### Task details
Copy the lines exactly. Begin at the first line of the data and stop after the line with "the tick task".

(Stored data entries)
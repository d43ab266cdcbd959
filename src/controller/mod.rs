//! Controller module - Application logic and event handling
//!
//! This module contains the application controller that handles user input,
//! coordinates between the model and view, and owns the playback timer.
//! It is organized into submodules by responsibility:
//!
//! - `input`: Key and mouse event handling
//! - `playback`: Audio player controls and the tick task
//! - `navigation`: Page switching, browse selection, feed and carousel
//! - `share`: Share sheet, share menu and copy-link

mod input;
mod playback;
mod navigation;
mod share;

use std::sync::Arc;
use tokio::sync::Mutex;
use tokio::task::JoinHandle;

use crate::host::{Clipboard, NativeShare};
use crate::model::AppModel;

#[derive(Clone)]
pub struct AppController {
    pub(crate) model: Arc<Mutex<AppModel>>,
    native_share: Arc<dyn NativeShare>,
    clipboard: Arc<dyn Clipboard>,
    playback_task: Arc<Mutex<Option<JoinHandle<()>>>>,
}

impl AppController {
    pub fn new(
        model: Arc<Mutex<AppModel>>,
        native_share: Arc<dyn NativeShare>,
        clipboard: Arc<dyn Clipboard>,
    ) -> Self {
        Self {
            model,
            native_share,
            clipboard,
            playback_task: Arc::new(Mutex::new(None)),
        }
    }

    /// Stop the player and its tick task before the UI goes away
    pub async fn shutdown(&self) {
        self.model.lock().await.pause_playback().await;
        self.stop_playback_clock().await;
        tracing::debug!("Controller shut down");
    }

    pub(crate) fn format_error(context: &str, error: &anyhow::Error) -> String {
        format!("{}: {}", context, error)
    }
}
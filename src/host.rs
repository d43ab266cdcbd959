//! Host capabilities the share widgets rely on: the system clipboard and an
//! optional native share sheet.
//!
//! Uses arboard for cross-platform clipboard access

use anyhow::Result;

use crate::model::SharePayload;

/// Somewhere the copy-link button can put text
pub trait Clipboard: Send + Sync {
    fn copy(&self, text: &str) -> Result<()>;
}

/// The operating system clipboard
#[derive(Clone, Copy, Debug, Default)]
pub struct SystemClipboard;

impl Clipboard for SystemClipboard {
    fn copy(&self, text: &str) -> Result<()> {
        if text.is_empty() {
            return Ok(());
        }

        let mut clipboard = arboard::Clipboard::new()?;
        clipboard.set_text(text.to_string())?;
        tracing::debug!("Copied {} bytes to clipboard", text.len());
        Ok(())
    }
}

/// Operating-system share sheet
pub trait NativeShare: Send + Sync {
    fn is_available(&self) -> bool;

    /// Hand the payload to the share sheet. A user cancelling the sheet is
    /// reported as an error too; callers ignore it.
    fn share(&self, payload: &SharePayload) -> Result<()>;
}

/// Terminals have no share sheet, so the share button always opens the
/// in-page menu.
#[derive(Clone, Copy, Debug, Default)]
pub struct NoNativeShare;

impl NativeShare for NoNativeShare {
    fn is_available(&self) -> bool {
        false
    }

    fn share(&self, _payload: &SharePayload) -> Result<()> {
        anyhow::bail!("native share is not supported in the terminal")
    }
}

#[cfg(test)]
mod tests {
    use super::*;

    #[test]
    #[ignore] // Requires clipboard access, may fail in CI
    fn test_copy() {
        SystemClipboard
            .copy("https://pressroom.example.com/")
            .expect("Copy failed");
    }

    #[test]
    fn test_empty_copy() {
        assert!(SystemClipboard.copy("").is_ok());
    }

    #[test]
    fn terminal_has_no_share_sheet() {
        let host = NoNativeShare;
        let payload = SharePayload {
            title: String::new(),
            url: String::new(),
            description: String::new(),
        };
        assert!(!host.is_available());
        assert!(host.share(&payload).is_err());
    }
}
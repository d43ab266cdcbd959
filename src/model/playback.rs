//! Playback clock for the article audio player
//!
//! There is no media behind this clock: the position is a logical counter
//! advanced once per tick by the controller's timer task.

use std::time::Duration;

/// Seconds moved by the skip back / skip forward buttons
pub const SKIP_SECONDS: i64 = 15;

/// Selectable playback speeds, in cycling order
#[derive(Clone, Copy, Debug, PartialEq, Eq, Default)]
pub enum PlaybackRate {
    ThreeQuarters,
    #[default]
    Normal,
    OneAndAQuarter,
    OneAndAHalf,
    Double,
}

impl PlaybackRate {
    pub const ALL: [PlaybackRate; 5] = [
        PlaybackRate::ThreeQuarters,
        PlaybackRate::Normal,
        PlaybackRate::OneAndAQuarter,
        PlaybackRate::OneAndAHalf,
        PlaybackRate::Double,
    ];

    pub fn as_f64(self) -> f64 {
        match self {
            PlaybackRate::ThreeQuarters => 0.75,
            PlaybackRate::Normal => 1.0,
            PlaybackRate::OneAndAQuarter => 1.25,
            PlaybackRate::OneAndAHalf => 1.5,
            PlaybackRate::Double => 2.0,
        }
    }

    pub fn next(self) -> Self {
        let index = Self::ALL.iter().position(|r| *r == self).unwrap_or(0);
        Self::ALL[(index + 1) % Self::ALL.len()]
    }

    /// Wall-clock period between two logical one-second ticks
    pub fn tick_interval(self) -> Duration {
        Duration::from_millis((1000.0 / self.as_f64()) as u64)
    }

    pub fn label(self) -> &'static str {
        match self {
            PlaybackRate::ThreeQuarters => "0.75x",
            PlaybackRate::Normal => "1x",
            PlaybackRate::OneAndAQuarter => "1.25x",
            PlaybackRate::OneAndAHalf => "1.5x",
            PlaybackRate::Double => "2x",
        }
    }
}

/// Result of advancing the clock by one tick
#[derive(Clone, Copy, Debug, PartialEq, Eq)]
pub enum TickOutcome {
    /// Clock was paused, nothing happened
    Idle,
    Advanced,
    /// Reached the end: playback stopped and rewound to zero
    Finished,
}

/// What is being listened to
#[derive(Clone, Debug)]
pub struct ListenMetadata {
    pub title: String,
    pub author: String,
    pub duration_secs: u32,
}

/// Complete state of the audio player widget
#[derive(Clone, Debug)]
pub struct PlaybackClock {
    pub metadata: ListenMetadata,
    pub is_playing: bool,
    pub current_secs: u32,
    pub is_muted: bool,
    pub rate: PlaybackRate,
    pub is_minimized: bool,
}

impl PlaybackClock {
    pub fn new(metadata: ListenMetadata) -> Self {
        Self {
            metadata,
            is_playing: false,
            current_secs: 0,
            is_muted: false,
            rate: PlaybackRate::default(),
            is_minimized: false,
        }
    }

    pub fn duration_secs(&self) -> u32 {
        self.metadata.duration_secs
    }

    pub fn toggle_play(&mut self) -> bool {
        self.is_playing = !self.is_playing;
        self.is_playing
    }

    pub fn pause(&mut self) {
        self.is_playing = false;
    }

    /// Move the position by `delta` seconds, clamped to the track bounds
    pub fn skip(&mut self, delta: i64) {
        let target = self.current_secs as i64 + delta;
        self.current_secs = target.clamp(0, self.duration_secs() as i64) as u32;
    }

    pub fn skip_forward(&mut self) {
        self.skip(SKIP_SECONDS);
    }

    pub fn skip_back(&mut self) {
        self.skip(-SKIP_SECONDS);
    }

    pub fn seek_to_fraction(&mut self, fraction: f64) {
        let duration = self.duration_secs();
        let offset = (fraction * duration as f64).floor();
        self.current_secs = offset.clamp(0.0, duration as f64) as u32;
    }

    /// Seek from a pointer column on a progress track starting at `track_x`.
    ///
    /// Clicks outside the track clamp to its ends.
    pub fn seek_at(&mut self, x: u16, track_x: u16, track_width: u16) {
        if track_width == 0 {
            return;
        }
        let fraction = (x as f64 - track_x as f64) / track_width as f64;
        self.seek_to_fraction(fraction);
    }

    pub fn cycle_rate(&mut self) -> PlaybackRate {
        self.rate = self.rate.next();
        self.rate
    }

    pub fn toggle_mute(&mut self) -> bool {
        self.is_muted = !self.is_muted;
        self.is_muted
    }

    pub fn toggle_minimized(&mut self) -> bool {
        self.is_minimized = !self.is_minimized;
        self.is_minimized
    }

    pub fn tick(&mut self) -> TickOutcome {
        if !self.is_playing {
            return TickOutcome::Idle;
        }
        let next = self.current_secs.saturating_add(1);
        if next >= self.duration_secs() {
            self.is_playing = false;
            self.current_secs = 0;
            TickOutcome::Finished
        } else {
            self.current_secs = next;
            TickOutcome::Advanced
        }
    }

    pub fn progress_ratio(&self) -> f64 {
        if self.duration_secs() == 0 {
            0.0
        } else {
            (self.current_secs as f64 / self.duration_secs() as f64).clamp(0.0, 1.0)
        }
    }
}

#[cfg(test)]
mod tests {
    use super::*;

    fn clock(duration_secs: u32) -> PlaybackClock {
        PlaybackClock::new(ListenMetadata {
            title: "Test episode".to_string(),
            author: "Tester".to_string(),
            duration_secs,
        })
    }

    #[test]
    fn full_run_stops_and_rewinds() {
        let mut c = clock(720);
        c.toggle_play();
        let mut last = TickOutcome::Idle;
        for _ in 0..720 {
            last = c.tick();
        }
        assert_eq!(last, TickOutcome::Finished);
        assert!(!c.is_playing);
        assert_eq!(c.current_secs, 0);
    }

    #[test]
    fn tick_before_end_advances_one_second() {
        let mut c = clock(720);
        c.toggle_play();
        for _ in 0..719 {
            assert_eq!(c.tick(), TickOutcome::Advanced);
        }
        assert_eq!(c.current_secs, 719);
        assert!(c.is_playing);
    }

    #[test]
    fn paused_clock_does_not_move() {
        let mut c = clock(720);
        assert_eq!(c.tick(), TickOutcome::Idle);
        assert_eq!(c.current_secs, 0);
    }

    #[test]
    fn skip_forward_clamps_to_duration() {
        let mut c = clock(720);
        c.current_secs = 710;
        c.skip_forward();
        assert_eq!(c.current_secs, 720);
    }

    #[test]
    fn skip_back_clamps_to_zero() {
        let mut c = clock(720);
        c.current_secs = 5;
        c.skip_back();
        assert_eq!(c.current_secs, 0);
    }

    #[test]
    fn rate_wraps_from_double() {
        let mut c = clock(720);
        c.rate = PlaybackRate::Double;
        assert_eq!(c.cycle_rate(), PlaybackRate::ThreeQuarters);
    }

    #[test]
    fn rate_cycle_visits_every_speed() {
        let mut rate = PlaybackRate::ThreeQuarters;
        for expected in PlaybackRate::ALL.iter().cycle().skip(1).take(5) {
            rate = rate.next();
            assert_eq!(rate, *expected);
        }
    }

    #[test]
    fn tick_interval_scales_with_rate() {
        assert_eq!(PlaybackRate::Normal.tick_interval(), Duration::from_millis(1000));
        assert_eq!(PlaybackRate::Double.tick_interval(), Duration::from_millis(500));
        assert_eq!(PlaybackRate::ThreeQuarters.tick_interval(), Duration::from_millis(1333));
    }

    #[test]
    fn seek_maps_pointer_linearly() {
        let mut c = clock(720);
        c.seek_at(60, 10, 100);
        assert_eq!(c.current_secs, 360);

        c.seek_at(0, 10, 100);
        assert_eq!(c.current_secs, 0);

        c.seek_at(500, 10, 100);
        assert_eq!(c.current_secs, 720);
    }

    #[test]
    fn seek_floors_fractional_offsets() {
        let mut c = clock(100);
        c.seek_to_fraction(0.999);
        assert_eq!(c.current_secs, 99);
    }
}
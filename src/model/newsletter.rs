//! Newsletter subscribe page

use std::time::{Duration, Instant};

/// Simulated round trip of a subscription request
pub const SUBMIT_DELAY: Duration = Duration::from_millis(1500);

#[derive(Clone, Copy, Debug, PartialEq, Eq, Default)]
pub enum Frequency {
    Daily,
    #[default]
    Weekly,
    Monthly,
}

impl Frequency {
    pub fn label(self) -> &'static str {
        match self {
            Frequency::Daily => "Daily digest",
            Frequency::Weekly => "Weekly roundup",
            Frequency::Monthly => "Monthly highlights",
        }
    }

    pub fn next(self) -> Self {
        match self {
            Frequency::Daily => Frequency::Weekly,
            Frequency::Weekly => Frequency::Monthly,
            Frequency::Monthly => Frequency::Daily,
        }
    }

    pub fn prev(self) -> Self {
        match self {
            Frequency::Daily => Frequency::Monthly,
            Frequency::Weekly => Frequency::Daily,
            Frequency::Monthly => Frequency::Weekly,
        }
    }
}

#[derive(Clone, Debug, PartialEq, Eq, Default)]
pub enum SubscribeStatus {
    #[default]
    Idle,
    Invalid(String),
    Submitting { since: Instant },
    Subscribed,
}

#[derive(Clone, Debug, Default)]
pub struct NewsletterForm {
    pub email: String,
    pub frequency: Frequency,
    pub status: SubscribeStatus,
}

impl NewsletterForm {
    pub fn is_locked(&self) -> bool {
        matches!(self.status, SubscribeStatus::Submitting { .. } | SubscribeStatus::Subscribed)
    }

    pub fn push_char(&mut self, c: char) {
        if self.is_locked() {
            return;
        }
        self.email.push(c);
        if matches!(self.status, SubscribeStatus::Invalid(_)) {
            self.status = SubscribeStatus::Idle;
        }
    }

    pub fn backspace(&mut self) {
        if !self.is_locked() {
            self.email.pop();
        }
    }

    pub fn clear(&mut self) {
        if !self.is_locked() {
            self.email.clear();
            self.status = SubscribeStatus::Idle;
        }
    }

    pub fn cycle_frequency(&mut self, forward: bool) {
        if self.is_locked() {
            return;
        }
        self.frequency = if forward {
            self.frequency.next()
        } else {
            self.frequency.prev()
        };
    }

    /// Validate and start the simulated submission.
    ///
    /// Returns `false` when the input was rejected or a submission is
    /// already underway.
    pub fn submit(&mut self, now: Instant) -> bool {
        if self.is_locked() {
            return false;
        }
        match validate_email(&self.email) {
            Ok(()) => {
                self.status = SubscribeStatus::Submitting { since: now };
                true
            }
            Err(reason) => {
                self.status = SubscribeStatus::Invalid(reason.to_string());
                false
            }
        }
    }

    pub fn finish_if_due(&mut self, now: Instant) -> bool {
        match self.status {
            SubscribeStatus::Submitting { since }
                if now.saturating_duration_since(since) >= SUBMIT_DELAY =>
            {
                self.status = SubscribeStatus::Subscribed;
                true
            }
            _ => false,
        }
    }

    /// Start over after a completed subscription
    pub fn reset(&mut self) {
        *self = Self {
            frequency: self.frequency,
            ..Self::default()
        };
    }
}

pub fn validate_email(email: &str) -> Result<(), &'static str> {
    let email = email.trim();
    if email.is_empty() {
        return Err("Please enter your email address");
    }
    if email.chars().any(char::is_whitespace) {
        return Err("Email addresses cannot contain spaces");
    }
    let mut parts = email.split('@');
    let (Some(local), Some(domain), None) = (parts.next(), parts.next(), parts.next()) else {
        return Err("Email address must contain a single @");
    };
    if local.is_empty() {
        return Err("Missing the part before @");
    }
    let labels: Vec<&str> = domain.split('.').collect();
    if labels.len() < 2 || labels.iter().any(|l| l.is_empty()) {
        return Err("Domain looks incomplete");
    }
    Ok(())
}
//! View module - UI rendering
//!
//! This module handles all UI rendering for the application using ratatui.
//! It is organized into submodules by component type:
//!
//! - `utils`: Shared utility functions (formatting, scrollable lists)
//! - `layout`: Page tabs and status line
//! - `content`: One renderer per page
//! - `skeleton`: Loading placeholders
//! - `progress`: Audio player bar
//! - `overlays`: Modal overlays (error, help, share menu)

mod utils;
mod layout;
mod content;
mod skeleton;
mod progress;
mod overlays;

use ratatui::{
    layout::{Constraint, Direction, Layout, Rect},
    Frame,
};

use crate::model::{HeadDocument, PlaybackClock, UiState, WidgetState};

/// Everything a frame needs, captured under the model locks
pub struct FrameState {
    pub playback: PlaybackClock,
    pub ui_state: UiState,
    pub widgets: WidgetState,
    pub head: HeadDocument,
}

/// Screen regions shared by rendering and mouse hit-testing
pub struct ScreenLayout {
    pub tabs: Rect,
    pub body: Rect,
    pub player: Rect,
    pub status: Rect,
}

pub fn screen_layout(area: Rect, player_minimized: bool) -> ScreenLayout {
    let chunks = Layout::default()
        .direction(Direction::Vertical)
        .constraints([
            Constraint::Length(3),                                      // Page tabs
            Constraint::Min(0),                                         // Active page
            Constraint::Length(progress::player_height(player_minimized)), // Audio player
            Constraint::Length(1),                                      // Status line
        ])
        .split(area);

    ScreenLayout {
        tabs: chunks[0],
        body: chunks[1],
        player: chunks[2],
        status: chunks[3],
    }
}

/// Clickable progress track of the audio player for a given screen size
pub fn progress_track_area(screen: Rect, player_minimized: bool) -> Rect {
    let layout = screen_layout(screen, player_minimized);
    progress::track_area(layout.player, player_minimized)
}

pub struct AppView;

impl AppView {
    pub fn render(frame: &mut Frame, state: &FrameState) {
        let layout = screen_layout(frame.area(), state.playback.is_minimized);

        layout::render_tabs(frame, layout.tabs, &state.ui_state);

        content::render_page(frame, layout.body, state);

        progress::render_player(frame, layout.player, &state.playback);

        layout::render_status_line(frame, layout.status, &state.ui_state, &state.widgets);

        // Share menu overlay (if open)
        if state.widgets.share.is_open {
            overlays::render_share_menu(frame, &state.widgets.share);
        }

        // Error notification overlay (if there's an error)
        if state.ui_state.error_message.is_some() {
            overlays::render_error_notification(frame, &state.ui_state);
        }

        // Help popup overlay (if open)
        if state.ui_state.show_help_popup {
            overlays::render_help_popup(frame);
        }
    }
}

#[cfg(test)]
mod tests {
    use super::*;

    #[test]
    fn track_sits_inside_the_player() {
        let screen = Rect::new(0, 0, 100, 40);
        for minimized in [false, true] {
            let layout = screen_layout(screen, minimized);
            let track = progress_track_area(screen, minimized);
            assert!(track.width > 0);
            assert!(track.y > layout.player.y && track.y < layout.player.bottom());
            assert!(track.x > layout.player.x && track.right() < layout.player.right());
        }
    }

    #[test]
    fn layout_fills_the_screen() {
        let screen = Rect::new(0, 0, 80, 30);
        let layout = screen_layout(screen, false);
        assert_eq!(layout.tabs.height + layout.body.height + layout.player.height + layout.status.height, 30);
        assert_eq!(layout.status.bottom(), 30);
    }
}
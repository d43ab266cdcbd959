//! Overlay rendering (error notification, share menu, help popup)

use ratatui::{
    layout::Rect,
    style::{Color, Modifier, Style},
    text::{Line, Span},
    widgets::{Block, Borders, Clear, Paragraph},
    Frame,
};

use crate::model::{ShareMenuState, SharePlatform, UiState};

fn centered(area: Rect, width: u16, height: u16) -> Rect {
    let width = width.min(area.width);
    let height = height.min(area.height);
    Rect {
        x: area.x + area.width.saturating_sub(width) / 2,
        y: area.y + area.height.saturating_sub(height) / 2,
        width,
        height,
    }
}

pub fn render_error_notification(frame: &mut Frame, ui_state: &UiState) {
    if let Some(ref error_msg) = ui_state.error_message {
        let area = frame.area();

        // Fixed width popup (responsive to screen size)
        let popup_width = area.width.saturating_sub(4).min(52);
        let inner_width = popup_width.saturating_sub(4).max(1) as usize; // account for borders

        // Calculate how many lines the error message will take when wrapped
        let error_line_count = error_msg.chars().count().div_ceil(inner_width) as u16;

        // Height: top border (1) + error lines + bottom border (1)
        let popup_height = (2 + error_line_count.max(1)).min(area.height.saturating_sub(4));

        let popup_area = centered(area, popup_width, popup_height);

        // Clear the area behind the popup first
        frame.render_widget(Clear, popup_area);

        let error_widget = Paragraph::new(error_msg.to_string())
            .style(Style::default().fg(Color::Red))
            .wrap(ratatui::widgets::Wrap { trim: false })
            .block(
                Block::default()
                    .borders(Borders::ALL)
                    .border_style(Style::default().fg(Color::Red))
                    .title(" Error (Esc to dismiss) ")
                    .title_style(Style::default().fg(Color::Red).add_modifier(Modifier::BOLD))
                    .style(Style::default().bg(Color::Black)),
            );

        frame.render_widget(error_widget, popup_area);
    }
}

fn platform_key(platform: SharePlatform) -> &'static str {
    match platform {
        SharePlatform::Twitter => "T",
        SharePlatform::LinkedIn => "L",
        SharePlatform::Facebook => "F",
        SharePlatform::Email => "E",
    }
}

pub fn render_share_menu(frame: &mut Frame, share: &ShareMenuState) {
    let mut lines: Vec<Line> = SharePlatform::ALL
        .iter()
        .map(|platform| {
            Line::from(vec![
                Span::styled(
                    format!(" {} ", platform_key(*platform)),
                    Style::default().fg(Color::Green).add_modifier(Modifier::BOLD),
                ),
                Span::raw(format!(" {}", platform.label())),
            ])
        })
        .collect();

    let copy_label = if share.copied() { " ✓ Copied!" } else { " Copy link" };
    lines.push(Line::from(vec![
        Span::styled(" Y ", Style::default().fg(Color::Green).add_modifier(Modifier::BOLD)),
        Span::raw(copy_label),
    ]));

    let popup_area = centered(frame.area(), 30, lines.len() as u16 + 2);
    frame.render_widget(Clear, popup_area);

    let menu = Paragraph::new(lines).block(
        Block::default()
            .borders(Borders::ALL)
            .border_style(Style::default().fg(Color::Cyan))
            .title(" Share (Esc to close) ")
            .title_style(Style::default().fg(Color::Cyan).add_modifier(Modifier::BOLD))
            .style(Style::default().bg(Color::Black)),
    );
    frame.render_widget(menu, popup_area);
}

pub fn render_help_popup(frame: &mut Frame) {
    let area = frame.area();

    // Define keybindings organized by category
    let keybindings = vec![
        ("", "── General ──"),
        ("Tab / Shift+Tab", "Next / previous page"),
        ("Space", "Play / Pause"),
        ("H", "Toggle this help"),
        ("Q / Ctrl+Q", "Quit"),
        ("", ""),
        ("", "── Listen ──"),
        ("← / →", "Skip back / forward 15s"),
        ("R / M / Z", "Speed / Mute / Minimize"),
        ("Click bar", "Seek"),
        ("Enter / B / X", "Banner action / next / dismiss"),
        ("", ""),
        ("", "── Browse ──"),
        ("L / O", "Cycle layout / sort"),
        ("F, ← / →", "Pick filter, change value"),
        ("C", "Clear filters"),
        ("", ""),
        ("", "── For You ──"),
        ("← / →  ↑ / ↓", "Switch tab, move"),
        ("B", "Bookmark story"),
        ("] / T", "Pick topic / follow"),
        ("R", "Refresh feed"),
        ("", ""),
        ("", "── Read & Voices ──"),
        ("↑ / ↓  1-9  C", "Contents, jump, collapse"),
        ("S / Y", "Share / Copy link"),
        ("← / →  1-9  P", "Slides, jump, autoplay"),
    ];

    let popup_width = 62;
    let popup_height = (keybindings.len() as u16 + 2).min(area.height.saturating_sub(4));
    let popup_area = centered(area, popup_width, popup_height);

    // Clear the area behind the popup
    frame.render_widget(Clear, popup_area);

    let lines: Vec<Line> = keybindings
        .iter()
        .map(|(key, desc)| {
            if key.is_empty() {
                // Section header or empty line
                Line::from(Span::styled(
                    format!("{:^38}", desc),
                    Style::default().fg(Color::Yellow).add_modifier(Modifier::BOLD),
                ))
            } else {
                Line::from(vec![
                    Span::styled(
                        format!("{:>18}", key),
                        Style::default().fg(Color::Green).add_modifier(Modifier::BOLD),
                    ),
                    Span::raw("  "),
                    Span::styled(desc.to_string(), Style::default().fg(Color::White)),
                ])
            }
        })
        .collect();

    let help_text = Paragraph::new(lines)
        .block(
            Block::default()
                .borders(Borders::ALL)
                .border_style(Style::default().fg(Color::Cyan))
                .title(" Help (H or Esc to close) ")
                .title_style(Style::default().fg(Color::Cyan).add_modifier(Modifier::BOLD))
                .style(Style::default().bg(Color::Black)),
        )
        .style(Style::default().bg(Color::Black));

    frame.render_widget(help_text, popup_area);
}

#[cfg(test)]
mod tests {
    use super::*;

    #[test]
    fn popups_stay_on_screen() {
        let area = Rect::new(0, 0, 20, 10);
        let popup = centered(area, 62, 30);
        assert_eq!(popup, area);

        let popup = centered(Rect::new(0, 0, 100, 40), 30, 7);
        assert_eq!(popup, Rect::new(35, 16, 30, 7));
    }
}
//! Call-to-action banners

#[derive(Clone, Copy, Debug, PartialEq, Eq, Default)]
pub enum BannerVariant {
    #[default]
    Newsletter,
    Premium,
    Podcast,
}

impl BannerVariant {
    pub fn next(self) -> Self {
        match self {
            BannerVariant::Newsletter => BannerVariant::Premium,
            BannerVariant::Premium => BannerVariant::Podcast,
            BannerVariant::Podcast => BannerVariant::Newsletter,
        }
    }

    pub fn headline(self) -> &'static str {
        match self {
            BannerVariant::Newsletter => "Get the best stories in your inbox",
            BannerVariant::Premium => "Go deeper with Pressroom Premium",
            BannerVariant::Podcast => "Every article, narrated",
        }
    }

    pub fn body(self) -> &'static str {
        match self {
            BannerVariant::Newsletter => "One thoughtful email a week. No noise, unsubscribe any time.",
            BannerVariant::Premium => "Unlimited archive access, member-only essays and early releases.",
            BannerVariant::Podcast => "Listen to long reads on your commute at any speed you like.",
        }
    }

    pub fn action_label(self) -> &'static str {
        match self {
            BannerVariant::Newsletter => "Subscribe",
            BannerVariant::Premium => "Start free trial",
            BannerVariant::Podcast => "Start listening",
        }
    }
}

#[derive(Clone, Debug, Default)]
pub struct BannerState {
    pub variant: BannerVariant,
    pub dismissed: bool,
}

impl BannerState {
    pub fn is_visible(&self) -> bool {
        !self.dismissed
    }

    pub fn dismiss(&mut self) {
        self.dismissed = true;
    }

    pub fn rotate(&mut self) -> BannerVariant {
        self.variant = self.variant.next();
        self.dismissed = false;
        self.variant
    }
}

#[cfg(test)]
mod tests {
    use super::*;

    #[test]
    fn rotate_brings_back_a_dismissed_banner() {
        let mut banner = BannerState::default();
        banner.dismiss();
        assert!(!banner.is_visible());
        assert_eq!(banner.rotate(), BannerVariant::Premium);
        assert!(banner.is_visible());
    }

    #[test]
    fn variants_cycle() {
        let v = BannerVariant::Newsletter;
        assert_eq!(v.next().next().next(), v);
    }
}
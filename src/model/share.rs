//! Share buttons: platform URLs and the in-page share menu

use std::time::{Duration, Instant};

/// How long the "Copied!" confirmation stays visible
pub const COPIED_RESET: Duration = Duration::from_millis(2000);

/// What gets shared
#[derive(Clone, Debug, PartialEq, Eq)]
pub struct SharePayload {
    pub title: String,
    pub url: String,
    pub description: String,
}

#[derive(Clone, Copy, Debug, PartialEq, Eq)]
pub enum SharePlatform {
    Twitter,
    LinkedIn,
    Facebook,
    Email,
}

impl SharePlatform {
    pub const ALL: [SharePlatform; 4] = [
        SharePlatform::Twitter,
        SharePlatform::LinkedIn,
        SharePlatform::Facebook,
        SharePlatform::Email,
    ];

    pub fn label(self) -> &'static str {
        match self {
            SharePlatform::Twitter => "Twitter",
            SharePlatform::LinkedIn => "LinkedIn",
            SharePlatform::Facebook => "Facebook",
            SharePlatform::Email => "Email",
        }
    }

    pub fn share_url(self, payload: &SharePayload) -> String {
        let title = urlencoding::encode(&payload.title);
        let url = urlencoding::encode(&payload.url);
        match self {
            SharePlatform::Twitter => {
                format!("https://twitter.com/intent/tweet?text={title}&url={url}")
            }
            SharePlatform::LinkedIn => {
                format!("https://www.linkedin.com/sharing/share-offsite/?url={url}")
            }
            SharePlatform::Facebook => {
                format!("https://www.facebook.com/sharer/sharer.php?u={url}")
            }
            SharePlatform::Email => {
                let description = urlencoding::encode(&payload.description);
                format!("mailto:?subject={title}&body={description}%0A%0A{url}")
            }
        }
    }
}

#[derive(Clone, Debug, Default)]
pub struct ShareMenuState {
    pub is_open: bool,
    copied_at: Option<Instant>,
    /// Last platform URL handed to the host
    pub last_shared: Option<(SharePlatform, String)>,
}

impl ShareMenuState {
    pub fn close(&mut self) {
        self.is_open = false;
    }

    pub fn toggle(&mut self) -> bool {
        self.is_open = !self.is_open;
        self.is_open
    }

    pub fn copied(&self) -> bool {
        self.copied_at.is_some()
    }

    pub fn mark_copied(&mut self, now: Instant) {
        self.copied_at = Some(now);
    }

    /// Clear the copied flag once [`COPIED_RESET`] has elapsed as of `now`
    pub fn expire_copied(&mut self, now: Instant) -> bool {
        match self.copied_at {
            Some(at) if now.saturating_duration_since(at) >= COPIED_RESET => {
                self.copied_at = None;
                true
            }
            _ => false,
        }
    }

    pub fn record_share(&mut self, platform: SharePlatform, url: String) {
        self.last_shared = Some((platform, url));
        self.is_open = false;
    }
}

### Exercise answer
repository d43ab266cdcbd959
filename src/controller/mod.rs
//! Controller module - Application logic and event handling
//!
//! This module contains the application controller that handles user input,
//! coordinates between the model and view, and owns the playback timer.
//! It is organized into submodules by responsibility:
//!
//! - `input`: Key and mouse event handling
//! - `playback`: Audio player controls and the tick task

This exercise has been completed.